Federal Reserve Chair Janet Yellen is set to leave the helm of the central bank without hitting one of its key targets.
For five years, inflation hasn’t moved above the Fed’s 2% target, as measured by the year-on-year growth rate of core personal consumption expenditures. That’s the Fed’s preferred gauge that excludes unstable food and energy prices.
There are at least two reasons why this could be considered problematic: it hurts the credibility of the Fed’s target, and reflects weak wage growth. But it’s not a target that Jerome Powell, President Donald Trump’s nominee for chairman, would need to be too concerned about, according to Rick Rieder, BlackRock’s global chief investment officer of fixed income.
“The world always focuses on two — it’s not just the number,” Rick Rieder told Business Insider. “It’s the construct of inflation, and much of it is outside the scope of what the central bank can do,” he told Business Insider.
Rieder added that the Fed’s mandate is not 2% inflation, but price stability. That means the Fed can allow inflation to run just under 2% or even at 1% if the economy is growing, he said.
There’s a difference between good inflation and bad inflation
Fed officials expected that as more people joined the labour force, the increased demand would help lift inflation. But that relationship, characterised by the Phillip’s curve, has broken down, prompting some in the Fed including Yellen to call low inflation a mystery.
They have also noted that better technology is one secular reason why inflation is low.

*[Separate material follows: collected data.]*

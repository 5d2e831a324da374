use std::future::Future;
use std::pin::Pin;
use thiserror::Error;

use crate::batch::{TranslationBatch, TranslationResult};

mod backoff;
mod openai;
pub mod prompt;

pub use openai::OpenAiClient;

/// Everything that can go wrong between submitting a batch and holding its
/// parsed translations. A count mismatch is unrecoverable ambiguity: the
/// protocol round-trips no per-unit id, so a short reply cannot be matched
/// back to its units.
#[derive(Debug, Error)]
pub enum TranslationError {
    #[error("translation request failed: {0}")]
    Request(#[from] reqwest::Error),
    #[error("completion endpoint returned {status}: {detail}")]
    Endpoint {
        status: reqwest::StatusCode,
        detail: String,
    },
    #[error("failed to build translation prompt: {0}")]
    Prompt(anyhow::Error),
    #[error("completion reply is not usable: {reason}")]
    MalformedReply { reason: String },
    #[error("completion reply has no \"translations\" array")]
    MissingTranslations,
    #[error("completion reply item {index} is not a string")]
    NonStringItem { index: usize },
    #[error("expected {expected} translations, got {got}")]
    CountMismatch { expected: usize, got: usize },
}

/// Token usage and derived cost accumulated by a client over its lifetime.
/// Owned by the client value and read with `usage()`, not process-global,
/// so batches could run in parallel sessions later.
#[derive(Debug, Clone, Copy, Default)]
pub struct UsageStats {
    pub total_tokens: u64,
    pub total_cost_usd: f64,
}

pub type BackendFuture<'a> =
    Pin<Box<dyn Future<Output = Result<Vec<TranslationResult>, TranslationError>> + Send + 'a>>;

/// The seam between the pipeline and the completion endpoint. The retry
/// controller and the run loop only ever talk to this trait, which keeps
/// them drivable by a scripted backend in tests.
pub trait TranslationBackend {
    fn translate_batch<'a>(&'a mut self, batch: &'a TranslationBatch) -> BackendFuture<'a>;
}
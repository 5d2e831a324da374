use serde::{Deserialize, Serialize};
use serde_json::Value;
use std::collections::BTreeMap;
use std::fs;
use std::path::{Path, PathBuf};
use thiserror::Error;

use crate::batch::TranslationResult;

/// String-unit states used by `.xcstrings` catalogs. `ERROR` marks retry
/// candidates in flight and must never survive into a saved catalog.
pub mod state {
    pub const NEW: &str = "new";
    pub const TRANSLATED: &str = "translated";
    pub const NEEDS_REVIEW: &str = "needs_review";
    pub const ERROR: &str = "error";
}

#[derive(Debug, Error)]
pub enum CatalogError {
    #[error("failed to read catalog file {path}: {source}")]
    Read {
        path: PathBuf,
        #[source]
        source: std::io::Error,
    },
    #[error("catalog file {path} is not valid JSON: {source}")]
    Parse {
        path: PathBuf,
        #[source]
        source: serde_json::Error,
    },
    #[error("catalog file {path} has no top-level \"strings\" table")]
    MissingStrings { path: PathBuf },
    #[error("failed to serialize catalog: {0}")]
    Serialize(#[source] serde_json::Error),
    #[error("failed to write catalog file {path}: {source}")]
    Write {
        path: PathBuf,
        #[source]
        source: std::io::Error,
    },
}

/// In-memory form of an `.xcstrings` document. Fields the pipeline does not
/// interpret (`sourceLanguage`, `version`, per-entry `comment`, plural
/// `variations` nested inside a localization) ride along in the flattened
/// extras so a load/save round trip preserves them.
#[derive(Debug, Clone, Default, Serialize, Deserialize)]
pub struct StringCatalog {
    #[serde(flatten)]
    pub extra: serde_json::Map<String, Value>,
    pub strings: BTreeMap<String, CatalogEntry>,
}

#[derive(Debug, Clone, Default, Serialize, Deserialize)]
#[serde(rename_all = "camelCase")]
pub struct CatalogEntry {
    #[serde(skip_serializing_if = "Option::is_none")]
    pub extraction_state: Option<String>,
    #[serde(default, skip_serializing_if = "BTreeMap::is_empty")]
    pub localizations: BTreeMap<String, Localization>,
    #[serde(default, skip_serializing_if = "BTreeMap::is_empty")]
    pub variations: BTreeMap<String, Variation>,
    #[serde(flatten)]
    pub extra: serde_json::Map<String, Value>,
}

#[derive(Debug, Clone, Default, Serialize, Deserialize)]
#[serde(rename_all = "camelCase")]
pub struct Localization {
    #[serde(skip_serializing_if = "Option::is_none")]
    pub string_unit: Option<StringUnit>,
    #[serde(flatten)]
    pub extra: serde_json::Map<String, Value>,
}

#[derive(Debug, Clone, Default, Serialize, Deserialize)]
pub struct StringUnit {
    pub state: String,
    pub value: String,
    #[serde(flatten)]
    pub extra: serde_json::Map<String, Value>,
}

#[derive(Debug, Clone, Default, Serialize, Deserialize)]
pub struct Variation {
    #[serde(skip_serializing_if = "Option::is_none")]
    pub device: Option<String>,
    #[serde(default, skip_serializing_if = "BTreeMap::is_empty")]
    pub localizations: BTreeMap<String, Localization>,
    #[serde(flatten)]
    pub extra: serde_json::Map<String, Value>,
}

impl StringUnit {
    pub fn new(value: impl Into<String>, state: impl Into<String>) -> Self {
        Self {
            state: state.into(),
            value: value.into(),
            extra: serde_json::Map::new(),
        }
    }
}

/// A catalog bound to the file it was loaded from. Saves happen after every
/// translated batch, so the serialization must stay diff-friendly: 2-space
/// pretty printing, non-ASCII characters literal, keys in sorted order.
#[derive(Debug, Clone)]
pub struct CatalogFile {
    path: PathBuf,
    pub catalog: StringCatalog,
}

impl CatalogFile {
    pub fn load(path: &Path) -> Result<Self, CatalogError> {
        let text = fs::read_to_string(path).map_err(|source| CatalogError::Read {
            path: path.to_path_buf(),
            source,
        })?;
        let value: Value = serde_json::from_str(&text).map_err(|source| CatalogError::Parse {
            path: path.to_path_buf(),
            source,
        })?;
        let has_strings = value
            .as_object()
            .map(|root| root.get("strings").is_some_and(Value::is_object))
            .unwrap_or(false);
        if !has_strings {
            return Err(CatalogError::MissingStrings {
                path: path.to_path_buf(),
            });
        }
        let catalog = serde_json::from_value(value).map_err(|source| CatalogError::Parse {
            path: path.to_path_buf(),
            source,
        })?;
        Ok(Self {
            path: path.to_path_buf(),
            catalog,
        })
    }

    pub fn save(&self) -> Result<(), CatalogError> {
        let text = serde_json::to_string_pretty(&self.catalog).map_err(CatalogError::Serialize)?;
        fs::write(&self.path, text).map_err(|source| CatalogError::Write {
            path: self.path.clone(),
            source,
        })
    }

    pub fn path(&self) -> &Path {
        &self.path
    }
}

/// Writes translation results back into the catalog by path. Results in the
/// error state are skipped, as are paths whose entry or variation no longer
/// exists in the document.
pub fn apply_translations(catalog: &mut StringCatalog, results: &[TranslationResult]) {
    for result in results {
        if result.state == state::ERROR {
            continue;
        }
        let Some(entry) = catalog.strings.get_mut(&result.path.key) else {
            continue;
        };
        let localizations = match &result.path.variation {
            Some(variation) => {
                let Some(variation) = entry.variations.get_mut(&variation.key) else {
                    continue;
                };
                &mut variation.localizations
            }
            None => &mut entry.localizations,
        };
        let target = localizations.entry(result.path.lang.clone()).or_default();
        target.string_unit = Some(StringUnit::new(&result.translated, &result.state));
    }
}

Cheaper mobile phone service and gas are among some of the factors they consider temporary. These consumables are examples of items Rieder groups together as being part of bad inflation. People in the lowest quintiles of income distribution spend a larger share of their incomes on them, and benefit when they’re cheaper.
“If bad inflation is staying down, that is actually great for the consumer, and it’s great for consumption,” Rieder said.
Good inflation, on the other hand, reflects price increases that are spurred by a strengthening economy and labour market. They, in turn, can drive further improvement and include medical care and housing.
“To try and create 2% [inflation] is actually going to hurt the economy through consumption, and particularly lower-to-middle income parts of the pocket where that inflation, particularly bad inflation, can really hurt,” Rieder said.
Powell, for his part, is unlikely to overstress about low inflation. In public comments this year, he said it was important for the Fed to show commitment to its 2% objective. But low inflation also allowed the Fed to raise interest rates slowly.
Fed officials have said that fiscal stimulus, which includes tax cuts, represent an upside risk to the economy that could accelerate inflation. But according to Alessio de Longis, a portfolio manager at OppenheimerFunds, there’s not much chance of inflation suddenly getting “out of control.”
“If you look into history, inflation is a gradual economic process and it really got out of control only in the ’70s. Those two episodes of oil shocks represented an anomaly compared to the long-term history.”